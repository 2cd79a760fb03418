// Copyright (c) 2025 SOLARE S.R.O.
//
// This file is part of swupdate-agent.
//
// Licensed under the Creative Commons Attribution-NonCommercial-NoDerivatives 4.0 International
// (CC BY-NC-ND 4.0). You may use and share this file for non-commercial purposes only and you may not
// create derivatives. See <https://creativecommons.org/licenses/by-nc-nd/4.0/>.
//
// This software is provided "AS IS", without warranty of any kind.
//
// For commercial licensing, please contact: info@solare.cz

//! Update agent for bootloader-coordinated A/B updates
//!
//! Confirms a freshly installed update on the first good boot, polls a
//! hawkBit-style controller for deployments and, when one appears, sets
//! `upgrade_available` for the bootloader and counts down to a reboot.

pub mod agent;
pub mod config;
pub mod credentials;
pub mod error;
pub mod events;
pub mod http;
pub mod identity;
pub mod pkcs11;
pub mod poller;
pub mod reboot;
pub mod session;

pub use agent::{CycleOutcome, UpdateAgent, fail_startup};
pub use config::{AgentSettings, ConfigLookup, DeviceConfig, ServerConfig};
pub use error::{AgentError, ProtocolError, Result};
pub use events::{AgentCommand, AgentEvent};
pub use http::HttpClient;
pub use pkcs11::Pkcs11Engine;
pub use poller::DeploymentPoller;
pub use reboot::{RebootCountdown, Rebooter, SystemRebooter};
pub use session::{PollResult, UpdateSession};
// Copyright (c) 2025 SOLARE S.R.O.
//
// This file is part of swupdate-agent.
//
// Licensed under the Creative Commons Attribution-NonCommercial-NoDerivatives 4.0 International
// (CC BY-NC-ND 4.0). You may use and share this file for non-commercial purposes only and you may not
// create derivatives. See <https://creativecommons.org/licenses/by-nc-nd/4.0/>.
//
// This software is provided "AS IS", without warranty of any kind.
//
// For commercial licensing, please contact: info@solare.cz

//! Blocking-per-call HTTP client for the update server
//!
//! Failures are logged and reported as an empty body (GET) or `false`
//! (POST/PUT). There is no retry here: the next poll cycle is the retry.

use crate::config::ServerConfig;
use crate::credentials::{SecurityEngine, read_certificates};
use crate::error::{AgentError, Result};
use reqwest::header::{ACCEPT, AUTHORIZATION, CONTENT_TYPE};
use reqwest::{Client, Method, redirect};
use rustls::client::ResolvesClientCert;
use rustls::sign::CertifiedKey;
use rustls::{ClientConfig, RootCertStore, SignatureScheme};
use std::sync::Arc;
use std::time::Duration;
use tracing::{error, info};

const USER_AGENT: &str = concat!("swupdate-agent/", env!("CARGO_PKG_VERSION"));
const MAX_REDIRECTS: usize = 10;

/// Always presents the one configured client certificate
#[derive(Debug)]
struct ClientCertResolver(Arc<CertifiedKey>);

impl ResolvesClientCert for ClientCertResolver {
    fn resolve(
        &self,
        _root_hint_subjects: &[&[u8]],
        _sigschemes: &[SignatureScheme],
    ) -> Option<Arc<CertifiedKey>> {
        Some(Arc::clone(&self.0))
    }

    fn has_certs(&self) -> bool {
        true
    }
}

/// TLS settings for `server`: public web roots plus the optional `cafile`,
/// and the client certificate when one is configured.
pub fn tls_config(server: &ServerConfig, engine: &dyn SecurityEngine) -> Result<ClientConfig> {
    let provider = Arc::new(rustls::crypto::ring::default_provider());

    let mut roots = RootCertStore {
        roots: webpki_roots::TLS_SERVER_ROOTS.to_vec(),
    };
    if let Some(ref ca_file) = server.ca_file {
        let certs = read_certificates(ca_file)?;
        if certs.is_empty() {
            return Err(AgentError::Credentials(format!(
                "no CA certificate in {}",
                ca_file.display()
            )));
        }
        for cert in certs {
            roots.add(cert).map_err(|e| {
                AgentError::Credentials(format!("Invalid CA certificate: {e}"))
            })?;
        }
    }

    let builder = ClientConfig::builder_with_provider(Arc::clone(&provider))
        .with_safe_default_protocol_versions()
        .map_err(|e| AgentError::Config(format!("TLS setup failed: {e}")))?
        .with_root_certificates(roots);

    let Some(credentials) = server.client_credentials() else {
        return Ok(builder.with_no_client_auth());
    };

    if credentials.uses_engine() {
        info!(
            "Loading client credentials through {} engine (key: {}, cert: {})",
            engine.name(),
            credentials.key,
            credentials.cert
        );
    } else {
        info!(
            "Using client certificate {} with key {}",
            credentials.cert, credentials.key
        );
    }
    let certified = credentials.certified_key(engine, &provider)?;
    Ok(builder.with_client_cert_resolver(Arc::new(ClientCertResolver(Arc::new(certified)))))
}

#[derive(Debug, Clone)]
pub struct HttpClient {
    client: Client,
    authorization: Option<String>,
}

impl HttpClient {
    /// Client without client certificates or tokens
    pub fn new(timeout: Duration) -> Result<Self> {
        let client = Self::builder(timeout)
            .build()
            .map_err(|e| AgentError::Config(format!("Failed to build HTTP client: {e}")))?;
        Ok(Self {
            client,
            authorization: None,
        })
    }

    /// Client authenticated for `server`. Credentials are only attached to
    /// secure endpoints; certificate verification stays enabled.
    pub fn for_server(
        server: &ServerConfig,
        engine: &dyn SecurityEngine,
        timeout: Duration,
    ) -> Result<Self> {
        let tls = tls_config(server, engine)?;
        let client = Self::builder(timeout)
            .use_preconfigured_tls(tls)
            .build()
            .map_err(|e| AgentError::Config(format!("Failed to build HTTP client: {e}")))?;

        let authorization = server
            .target_token
            .as_ref()
            .map(|t| format!("TargetToken {t}"))
            .or_else(|| {
                server
                    .gateway_token
                    .as_ref()
                    .map(|t| format!("GatewayToken {t}"))
            });

        Ok(Self {
            client,
            authorization,
        })
    }

    fn builder(timeout: Duration) -> reqwest::ClientBuilder {
        Client::builder()
            .use_rustls_tls()
            .user_agent(USER_AGENT)
            .timeout(timeout)
            .redirect(redirect::Policy::limited(MAX_REDIRECTS))
    }

    fn request(&self, method: Method, uri: &str) -> reqwest::RequestBuilder {
        let request = self
            .client
            .request(method, uri)
            .header(ACCEPT, "application/json");
        match self.authorization {
            Some(ref value) => request.header(AUTHORIZATION, value),
            None => request,
        }
    }

    /// GET `uri`; an empty string means no data.
    pub async fn get(&self, uri: &str) -> String {
        match self.try_get(uri).await {
            Ok(body) => body,
            Err(e) => {
                error!("GET {uri} failed: {e}");
                String::new()
            }
        }
    }

    async fn try_get(&self, uri: &str) -> Result<String> {
        let response = self
            .request(Method::GET, uri)
            .send()
            .await
            .map_err(|e| AgentError::Transport(format!("Request failed: {e}")))?;

        let status = response.status();
        if !status.is_success() {
            return Err(AgentError::Transport(format!("server returned {status}")));
        }

        response
            .text()
            .await
            .map_err(|e| AgentError::Transport(format!("Failed to read response: {e}")))
    }

    /// POST a JSON document
    pub async fn post(&self, uri: &str, body: &str) -> bool {
        self.send_json(Method::POST, uri, body).await
    }

    /// PUT a JSON document
    pub async fn put(&self, uri: &str, body: &str) -> bool {
        self.send_json(Method::PUT, uri, body).await
    }

    async fn send_json(&self, method: Method, uri: &str, body: &str) -> bool {
        let result = self
            .request(method.clone(), uri)
            .header(CONTENT_TYPE, "application/json")
            .body(body.to_string())
            .send()
            .await;

        match result {
            Ok(response) if response.status().is_success() => true,
            Ok(response) => {
                error!("{method} {uri} failed: server returned {}", response.status());
                false
            }
            Err(e) => {
                error!("{method} {uri} failed: {e}");
                false
            }
        }
    }
}
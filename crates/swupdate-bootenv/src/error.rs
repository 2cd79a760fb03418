// Copyright (c) 2025 SOLARE S.R.O.
//
// This file is part of swupdate-agent.
//
// Licensed under the Creative Commons Attribution-NonCommercial-NoDerivatives 4.0 International
// (CC BY-NC-ND 4.0). You may use and share this file for non-commercial purposes only and you may not
// create derivatives. See <https://creativecommons.org/licenses/by-nc-nd/4.0/>.
//
// This software is provided "AS IS", without warranty of any kind.
//
// For commercial licensing, please contact: info@solare.cz

//! Error types for bootloader environment access

use thiserror::Error;

#[derive(Debug, Error)]
pub enum BootEnvError {
    #[error("environment unavailable: {0}")]
    EnvUnavailable(String),

    #[error("variable not found: {0}")]
    VariableNotFound(String),

    #[error("cannot set {name}: {reason}")]
    Write { name: String, reason: String },

    #[error("cannot store environment: {0}")]
    Commit(String),

    #[error("invalid boot state: {0}")]
    InvalidState(String),

    #[error("environment I/O error: {0}")]
    Io(#[from] std::io::Error),
}

pub type Result<T> = std::result::Result<T, BootEnvError>;
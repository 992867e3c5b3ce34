#![allow(clippy::uninlined_format_args)]

use phish_detect::{Classifier, Config, PredictionService, RandomForest};
use std::sync::Arc;

#[tokio::main]
async fn main() -> anyhow::Result<()> {
    env_logger::init();

    let model_path = std::env::args()
        .nth(1)
        .unwrap_or_else(|| Config::default().server.model_path);

    println!("Testing the full pipeline with model {}...", model_path);

    let forest = RandomForest::from_file(&model_path)?;
    let classifier: Arc<dyn Classifier> = Arc::new(forest);

    let mut config = Config::default();
    config.shortener.enabled = false;
    let service = PredictionService::from_config(&config, classifier)?;

    let test_urls = vec![
        ("http://8csdg3iejj.lilagoraj.pl/", false),
        ("https://www.google.com", true),
    ];

    for (url, expect_safe) in test_urls {
        println!("\n=== Testing URL: {} ===", url);

        let explanation = match service.explain(url).await {
            Ok(explanation) => explanation,
            Err(e) => {
                println!("❌ Prediction failed: {}", e);
                continue;
            }
        };

        for (name, value) in explanation.features.named() {
            println!("  {:<24} {:>4}", name, value);
        }
        println!("  Probabilities: {:?}", explanation.prediction.probabilities);

        let result = &explanation.response.result;
        println!("  Result: [{}, {}, {}]", result.display_url, result.label, result.message);

        if result.is_safe() == expect_safe {
            println!("✅ As expected");
        } else {
            println!("🚨 Unexpected verdict");
        }
    }

    println!("\n=== Testing batch ordering ===");
    let batch = vec!["good.example.com".to_string(), "bad-malformed-???".to_string()];
    for response in service.predict_batch(&batch).await {
        println!("  {} → {:?}", response.url, response.result);
    }

    Ok(())
}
☆ ☆ ☆ ☆
WHAT YOU NEED TO DO. Your output must be one number: how many lines of the listing include "await".

RESULT OF THIS EXERCISE. 8